Robert Abrams, former New York State Attorney General and Chair of Stroock's Government Relations Practice, and Stuart H. Coleman, Stroock's Co-Managing partner, moderated the panel.
"The visual and performing arts in New York City contribute significantly to the city's economy and are recognition of New York City's preeminent global cultural brand," said Abrams. "Emily Rafferty, Katherine Farley and Kate Levin, outstanding leaders of our cultural community, offered provocative and thoughtful insights about the impact of culture across all aspects of life."
"Culture is New York's signature industry," said Commissioner Levin. "New York City is the largest arts funder in the country, owns 33 cultural institutions, including botanical gardens, theaters and museums, and funds 900 groups per year." Many of those groups are small, with budgets around $250,000. "They are like small businesses in neighborhoods – everything thrives when culture thrives, and the quality of life and humanity are enhanced."
Levin cited Brooklyn as a stunning example of the long-term benefits of civic investments in cultural institutions, from the Brooklyn Museum to theaters and programs across the borough. The presence of these institutions has created thousands of jobs and businesses and helped put Brooklyn on the map as a cultural destination. "Brooklyn is an extraordinary dynamo," said Levin.
The Metropolitan Museum of Art attracted 6.3 million people in 2012 – 40 percent of them international visitors – and its programs and financial impact are large. Rafferty described the Met as "a place of renewal and reflection that inspires people to leave their daily lives." As poignant examples, she noted that the museums were able to open the day after the devastations of 9/11 and the Sandy storm, and thousands of people waited outside to visit.

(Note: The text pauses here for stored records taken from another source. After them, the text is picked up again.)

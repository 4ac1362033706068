//! Error types for the query parser.

use thiserror::Error;

/// A specialized Result type for query parsing operations.
pub type ParseResult<T> = Result<T, ParseError>;

/// Errors that can occur while tokenizing or parsing a query.
#[derive(Debug, Clone, Error, PartialEq, Eq)]
pub enum ParseError {
    /// The query is empty.
    #[error("query is empty")]
    EmptyExpression,

    /// An unexpected token was encountered during parsing.
    #[error("unexpected token '{token}' at position {position}")]
    UnexpectedToken {
        /// The unexpected token that was encountered.
        token: String,
        /// Byte offset of the token.
        position: usize,
    },

    /// An unexpected end of input was encountered.
    #[error("unexpected end of query")]
    UnexpectedEndOfInput,

    /// An opening parenthesis was never closed.
    #[error("unclosed parenthesis at position {position}")]
    UnclosedParenthesis {
        /// Byte offset of the opening parenthesis.
        position: usize,
    },

    /// A quoted term was never closed.
    #[error("unclosed quote at position {position}")]
    UnclosedQuote {
        /// Byte offset of the opening quote.
        position: usize,
    },

    /// A regular expression term was never closed.
    #[error("unclosed regular expression at position {position}")]
    UnclosedRegex {
        /// Byte offset of the opening slash.
        position: usize,
    },

    /// A range was malformed or never closed.
    #[error("malformed range at position {position}")]
    UnclosedRange {
        /// Byte offset of the opening bracket.
        position: usize,
    },

    /// A `~` or `^` modifier had an invalid argument.
    #[error("invalid modifier '{modifier}' at position {position}")]
    InvalidModifier {
        /// The modifier as written.
        modifier: String,
        /// Byte offset of the modifier.
        position: usize,
    },

    /// Parentheses were nested deeper than the parser allows.
    #[error("query nested deeper than {limit} levels")]
    NestingTooDeep {
        /// The nesting limit.
        limit: usize,
    },
}

impl ParseError {
    /// Creates an unexpected token error.
    pub fn unexpected_token(token: impl Into<String>, position: usize) -> Self {
        ParseError::UnexpectedToken {
            token: token.into(),
            position,
        }
    }

    /// Creates an invalid modifier error.
    pub fn invalid_modifier(modifier: impl Into<String>, position: usize) -> Self {
        ParseError::InvalidModifier {
            modifier: modifier.into(),
            position,
        }
    }
}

Lincoln Center's Farley described the institution as an engine of economic development that was designed to be a fortress 50 years ago, and today "has turned into a public campus that is the cultural heart of the city as well as the world's largest performing arts institution." Five million people visit the institution each year, with an additional 30 million connected globally through digital broadcasts. A recent $1.2 billion renovation created thousands of jobs; its community and education initiatives are expanding. "Our goal is that every child in New York has a touch point with an artist or cultural institution every year.

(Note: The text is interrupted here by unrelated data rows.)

//! Default network ACL reconciliation.
//!
//! A VPC's default network ACL is created by the provider and cannot be
//! deleted. Managing it means adopting the existing object and converging
//! its entries and subnet associations to a declaration:
//!
//! - [`normalizer`]: expands the deny-all shorthand and canonicalizes rules
//! - [`baseline`]: the provider's unremovable catch-all entries
//! - [`rule_diff`]: structural set difference of user entries
//! - [`association`]: subnet claims and undeclared-subnet handling
//! - [`plan`]: the changeset, its ordered operations and the verdict
//! - [`DefaultAclReconciler`]: composes the above behind [`AclSource`] and
//!   [`AclApplier`]
//!
//! # Pipeline
//!
//! 1. Resolve and validate the declaration into a [`DesiredState`]
//! 2. Read an [`AclSnapshot`] of the live ACL
//! 3. Split live entries into baseline and user rules
//! 4. Diff user rules and associations against the declaration
//! 5. Report a [`Plan`]; it requires action if any list is non-empty
//!
//! # Example
//!
//! ```ignore
//! use vpc_acl_reconcile::{AclSnapshot, DefaultAclReconciler, DesiredState};
//!
//! let desired = DesiredState::new(acl_id).deny_ingress().deny_egress();
//! let plan = DefaultAclReconciler::default().plan(&desired, &snapshot)?;
//! if plan.requires_action() {
//!     println!("{}", plan);
//! }
//! ```

pub mod association;
pub mod baseline;
pub mod config;
pub mod desired;
pub mod error;
pub mod normalizer;
pub mod plan;
pub mod reconciler;
pub mod rule;
pub mod rule_diff;
pub mod snapshot;
pub mod source;

// Re-export commonly used items at crate root
pub use association::{reconcile_associations, AssociationChanges, UndeclaredSubnetPolicy};
pub use baseline::{BaselineRules, ProviderBaseline, DEFAULT_BASELINE_RULE_NUMBER};
pub use config::{AssociationConfig, BaselineConfig, ReconcilerConfig};
pub use desired::{DefaultAclConfig, DesiredState, RuleBlock, RuleDeclaration};
pub use error::{ReconcileError, ReconcileResult};
pub use normalizer::{deny_all_rule, normalize};
pub use plan::{requires_action, AclOperation, ChangeSet, Plan, PlanSummary};
pub use reconciler::DefaultAclReconciler;
pub use rule::{Rule, DENY_ALL_RULE_NUMBER, MAX_USER_RULE_NUMBER, MIN_USER_RULE_NUMBER};
pub use rule_diff::{diff_rules, RuleChanges, RulePartition};
pub use snapshot::AclSnapshot;
pub use source::{AclApplier, AclSource};

// Re-export the primitive types for convenience
pub use vpc_acl_types::{AclId, Direction, IpPrefix, Protocol, RuleAction, SubnetId};
//! Rule diffing between declared and live entries.
//!
//! Live entries are first split into baseline and user rules. Only user
//! rules take part in the set difference, which is an exact structural
//! comparison: a rule whose action or port range changed is removed and
//! re-added, never edited in place.

use std::collections::BTreeSet;
use tracing::debug;

use crate::baseline::BaselineRules;
use crate::rule::Rule;

/// Live entries split by ownership.
#[derive(Debug, Clone, Default, PartialEq, Eq)]
pub struct RulePartition {
    /// Provider-imposed entries.
    pub baseline: Vec<Rule>,
    /// Everything else.
    pub user: Vec<Rule>,
}

impl RulePartition {
    /// Splits `live` using the baseline shapes.
    pub fn split(live: &[Rule], baseline: &dyn BaselineRules) -> Self {
        let (baseline_rules, user): (Vec<Rule>, Vec<Rule>) =
            live.iter().cloned().partition(|r| baseline.is_baseline(r));
        Self {
            baseline: baseline_rules,
            user,
        }
    }

    /// Total number of live entries this partition was built from.
    pub fn len(&self) -> usize {
        self.baseline.len() + self.user.len()
    }

    pub fn is_empty(&self) -> bool {
        self.baseline.is_empty() && self.user.is_empty()
    }
}

/// Rule additions and removals needed to converge.
#[derive(Debug, Clone, Default, PartialEq, Eq)]
pub struct RuleChanges {
    pub to_add: Vec<Rule>,
    pub to_remove: Vec<Rule>,
}

impl RuleChanges {
    pub fn is_empty(&self) -> bool {
        self.to_add.is_empty() && self.to_remove.is_empty()
    }
}

/// Computes the minimal rule changeset.
///
/// `declared` must already be normalized. Baseline shapes are ignored on
/// both sides, and both output lists are sorted.
pub fn diff_rules(declared: &[Rule], live: &[Rule], baseline: &dyn BaselineRules) -> RuleChanges {
    let partition = RulePartition::split(live, baseline);

    let declared: BTreeSet<&Rule> = declared.iter().filter(|r| !baseline.is_baseline(r)).collect();
    let user: BTreeSet<&Rule> = partition.user.iter().collect();

    let to_remove: Vec<Rule> = user.difference(&declared).map(|r| (*r).clone()).collect();
    let to_add: Vec<Rule> = declared.difference(&user).map(|r| (*r).clone()).collect();

    debug!(
        live = live.len(),
        baseline = partition.baseline.len(),
        user = partition.user.len(),
        declared = declared.len(),
        add = to_add.len(),
        remove = to_remove.len(),
        "Diffed ACL entries"
    );

    RuleChanges { to_add, to_remove }
}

"People are passionate about the arts, and they understand the place of the arts in New York," added Farley.
Metropolitan Museum of Art President Rafferty serves also as Chairman of the Federal Reserve Bank of New York. She is Chairwoman of NYC & Company, New York City's tourism and marketing agency, and is a board member of the National September 11 Memorial & Museum.
Lincoln Center Chair Farley is a Senior Managing Director at the global real estate firm Tishman Speyer, where she is responsible for businesses in Brazil and China.

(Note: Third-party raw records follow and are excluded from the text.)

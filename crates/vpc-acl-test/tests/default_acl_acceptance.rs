//! Default network ACL acceptance tests
//!
//! Each test walks a sequence of declarative steps against an in-memory VPC
//! and checks the live ACL and the follow-up plan after every step.

use pretty_assertions::assert_eq;
use vpc_acl_reconcile::{ReconcileError, Rule, UndeclaredSubnetPolicy};
use vpc_acl_test::{
    assert_plan_empty, assert_plan_non_empty, check_default_acl_attributes, fixtures,
    AcceptanceHarness,
};
use vpc_acl_types::{AclId, Direction};

fn init_tracing() {
    let _ = tracing_subscriber::fmt()
        .with_env_filter(tracing_subscriber::EnvFilter::from_default_env())
        .with_test_writer()
        .try_init();
}

/// Scenario:
/// 1. Declare no rules: the seeded allow-all entries are planned for removal
/// 2. Declare the seeded entries explicitly: nothing to do
#[tokio::test]
async fn test_basic() {
    init_tracing();
    let harness = AcceptanceHarness::new().unwrap();
    let acl = harness.vpc.default_acl_id();

    let step = harness.run_step(fixtures::basic(&acl)).await.unwrap();
    assert_plan_non_empty(&step.plan).unwrap();
    assert_eq!(step.plan.changes.rules_to_remove.len(), 2);
    assert!(step.plan.changes.rules_to_add.is_empty());
    check_default_acl_attributes(&step.snapshot, &[], 0, harness.reconciler.baseline()).unwrap();
    assert_plan_empty(&step.follow_up).unwrap();

    let step = harness
        .run_step(fixtures::basic_default_rules(&acl))
        .await
        .unwrap();
    assert_eq!(step.plan.changes.rules_to_add.len(), 2);
    check_default_acl_attributes(
        &step.snapshot,
        &[
            Rule::allow_all(Direction::Ingress, 100),
            Rule::allow_all(Direction::Egress, 100),
        ],
        0,
        harness.reconciler.baseline(),
    )
    .unwrap();
    assert_plan_empty(&step.follow_up).unwrap();
}

/// Declaring the seeded entries on a fresh VPC plans nothing at all
#[tokio::test]
async fn test_basic_default_rules_on_fresh_acl() {
    let harness = AcceptanceHarness::new().unwrap();
    let acl = harness.vpc.default_acl_id();

    let step = harness
        .run_step(fixtures::basic_default_rules(&acl))
        .await
        .unwrap();
    assert_plan_empty(&step.plan).unwrap();
    assert!(harness.vpc.applied_operations().is_empty());
    assert_eq!(step.snapshot.rule_count(), 4);
}

/// `ingress_deny` and `egress_deny` replace the seeded allow-all entries
#[tokio::test]
async fn test_deny() {
    let harness = AcceptanceHarness::new().unwrap();
    let acl = harness.vpc.default_acl_id();

    let step = harness.run_step(fixtures::deny(&acl)).await.unwrap();
    assert_plan_non_empty(&step.plan).unwrap();
    assert_eq!(step.plan.summary().to_add, 2);
    assert_eq!(step.plan.summary().to_remove, 2);

    harness
        .verifier()
        .assert_attributes(
            &acl,
            &[
                Rule::deny_all(Direction::Ingress, 100),
                Rule::deny_all(Direction::Egress, 100),
            ],
            0,
        )
        .await
        .unwrap();
    assert_plan_empty(&step.follow_up).unwrap();
}

/// Only ingress is denied; the undeclared egress direction is emptied
///
/// Converges in a single step: the seeded egress allow is removed, not kept.
#[tokio::test]
async fn test_deny_ingress() {
    let harness = AcceptanceHarness::new().unwrap();
    let acl = harness.vpc.default_acl_id();

    let step = harness.run_step(fixtures::deny_ingress(&acl)).await.unwrap();
    assert!(step
        .plan
        .changes
        .rules_to_remove
        .contains(&fixtures::default_egress_entry()));
    assert_eq!(
        step.plan.changes.rules_to_add,
        vec![Rule::deny_all(Direction::Ingress, 100)]
    );

    check_default_acl_attributes(
        &step.snapshot,
        &[Rule::deny_all(Direction::Ingress, 100)],
        0,
        harness.reconciler.baseline(),
    )
    .unwrap();
    assert_plan_empty(&step.follow_up).unwrap();
}

/// Scenario:
/// 1. Claim two subnets
/// 2. Drop them from the declaration without reassigning them: they stay
///    attached and the plan keeps reporting them
#[tokio::test]
async fn test_subnet_removal() {
    let harness = AcceptanceHarness::new().unwrap();
    let acl = harness.vpc.default_acl_id();
    let one = harness.vpc.create_subnet().unwrap();
    let two = harness.vpc.create_subnet().unwrap();
    let bar = harness.vpc.create_network_acl().unwrap();
    harness.vpc.associate(&one, &bar).unwrap();
    harness.vpc.associate(&two, &bar).unwrap();

    let step = harness
        .run_step(fixtures::subnets(&acl, &one, &two))
        .await
        .unwrap();
    assert_eq!(step.plan.changes.associations_to_add, vec![one.clone(), two.clone()]);
    harness
        .verifier()
        .assert_attributes(
            &acl,
            &[
                Rule::deny_all(Direction::Ingress, 100),
                Rule::deny_all(Direction::Egress, 100),
            ],
            2,
        )
        .await
        .unwrap();
    assert_plan_empty(&step.follow_up).unwrap();

    let step = harness
        .run_step(fixtures::subnets_remove(&acl))
        .await
        .unwrap();
    assert!(step.plan.changes.associations_to_remove.is_empty());
    assert_eq!(step.plan.changes.unreleased_subnets, vec![one.clone(), two.clone()]);
    assert_eq!(step.snapshot.association_count(), 2);
    assert_plan_non_empty(&step.follow_up).unwrap();
    assert!(step.follow_up.has_drift());
    assert_eq!(harness.vpc.association_of(&one), Some(acl.clone()));
}

/// Scenario:
/// 1. Claim two subnets
/// 2. Another ACL claims them first, then the default ACL drops them
#[tokio::test]
async fn test_subnet_reassign() {
    let harness = AcceptanceHarness::new().unwrap();
    let acl = harness.vpc.default_acl_id();
    let one = harness.vpc.create_subnet().unwrap();
    let two = harness.vpc.create_subnet().unwrap();
    let bar = harness.vpc.create_network_acl().unwrap();

    let step = harness
        .run_step(fixtures::subnets(&acl, &one, &two))
        .await
        .unwrap();
    assert_eq!(step.snapshot.association_count(), 2);

    harness.vpc.associate(&one, &bar).unwrap();
    harness.vpc.associate(&two, &bar).unwrap();

    let step = harness.run_step(fixtures::subnets_move(&acl)).await.unwrap();
    assert_plan_empty(&step.plan).unwrap();
    harness
        .verifier()
        .assert_attributes(
            &acl,
            &[
                Rule::deny_all(Direction::Ingress, 100),
                Rule::deny_all(Direction::Egress, 100),
            ],
            0,
        )
        .await
        .unwrap();
    assert_plan_empty(&step.follow_up).unwrap();
    assert_eq!(harness.vpc.association_of(&two), Some(bar));
}

/// With the release policy the dropped subnets move to the fallback ACL
#[tokio::test]
async fn test_subnet_removal_with_release_policy() {
    let mut config = vpc_acl_reconcile::ReconcilerConfig::default();
    config.associations.undeclared = UndeclaredSubnetPolicy::Release;
    let harness = AcceptanceHarness::with_config(config).unwrap();
    let acl = harness.vpc.default_acl_id();
    let one = harness.vpc.create_subnet().unwrap();
    let two = harness.vpc.create_subnet().unwrap();
    let fallback = harness.vpc.create_network_acl().unwrap();
    harness.vpc.set_release_target(Some(fallback.clone()));

    harness
        .run_step(fixtures::subnets(&acl, &one, &two))
        .await
        .unwrap();

    let step = harness
        .run_step(fixtures::subnets_remove(&acl))
        .await
        .unwrap();
    assert_eq!(step.plan.changes.associations_to_remove.len(), 2);
    assert_eq!(step.snapshot.association_count(), 0);
    assert_plan_empty(&step.follow_up).unwrap();
    assert_eq!(harness.vpc.association_of(&one), Some(fallback));
}

/// A declaration for an ACL the provider does not know fails the whole step
#[tokio::test]
async fn test_unknown_acl_not_found() {
    let harness = AcceptanceHarness::new().unwrap();
    let missing = AclId::new("acl-deadbeef").unwrap();

    let err = harness.run_step(fixtures::deny(&missing)).await.unwrap_err();
    assert!(matches!(err, ReconcileError::NotFound { .. }));
    assert!(harness.vpc.applied_operations().is_empty());
}

/// Shorthand combined with explicit blocks is rejected before any call
#[tokio::test]
async fn test_conflicting_declaration_rejected() {
    let harness = AcceptanceHarness::new().unwrap();
    let acl = harness.vpc.default_acl_id();
    let mut config = fixtures::basic_default_rules(&acl);
    config.ingress_deny = true;

    let err = harness.run_step(config).await.unwrap_err();
    assert!(err.is_config_error());
    assert_eq!(harness.vpc.snapshot(&acl).unwrap().rule_count(), 4);
}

As Cultural Affairs Commissioner, Levin directs cultural policy for New York City, supporting and strengthening nonprofit organizations through public funding, technical assistance and advocacy across the five boroughs. She previously taught at the City College of New York and served in the Koch administration.
Today's event was the 12th in a series hosted by Stroock & Stroock & Lavan LLP during the last year. Previous participants included New York State Attorney General Eric Schneiderman; New York State Comptroller Thomas DiNapoli; Florida Attorney General Pam Bondi; Manhattan District Attorney Cyrus Vance Jr.; Congressman Jerrold Nadler; Patrick J. Foye, Executive Director of the Port Authority of New York and New Jersey; Thomas F. Prendergast, President MTA New York City Transit; James Vacca, New York City Council – Transportation Chair; and Gene Russianoff, Attorney and Spokesman for the Straphangers Campaign; New York City Public Advocate Bill de Blasio, Manhattan Borough President Scott Stringer, former New York City Comptroller and Democratic candidate for Mayor William Thompson; and Ambassador Ido Aharoni, the Consul General of Israel. The most recent events featured Newark Mayor Cory Booker and former New York Governor David Paterson discussing reduction of prisoner recidivism; and Merryl Tisch, Ester Fuchs and Kathryn Wylde discussing women and the glass ceiling in the economy.
Today's event was sponsored by Stroock's Government Relations group, which is comprised of former prosecutors, judges, and government agency officials. The practice is led by Mr. Abrams, who also served as President of the National Association of Attorneys General, Executive Chair of New York State Attorney General Andrew Cuomo's Transition Committee and Honorary Co-Chair of Attorney General Schneiderman's Transition Committee.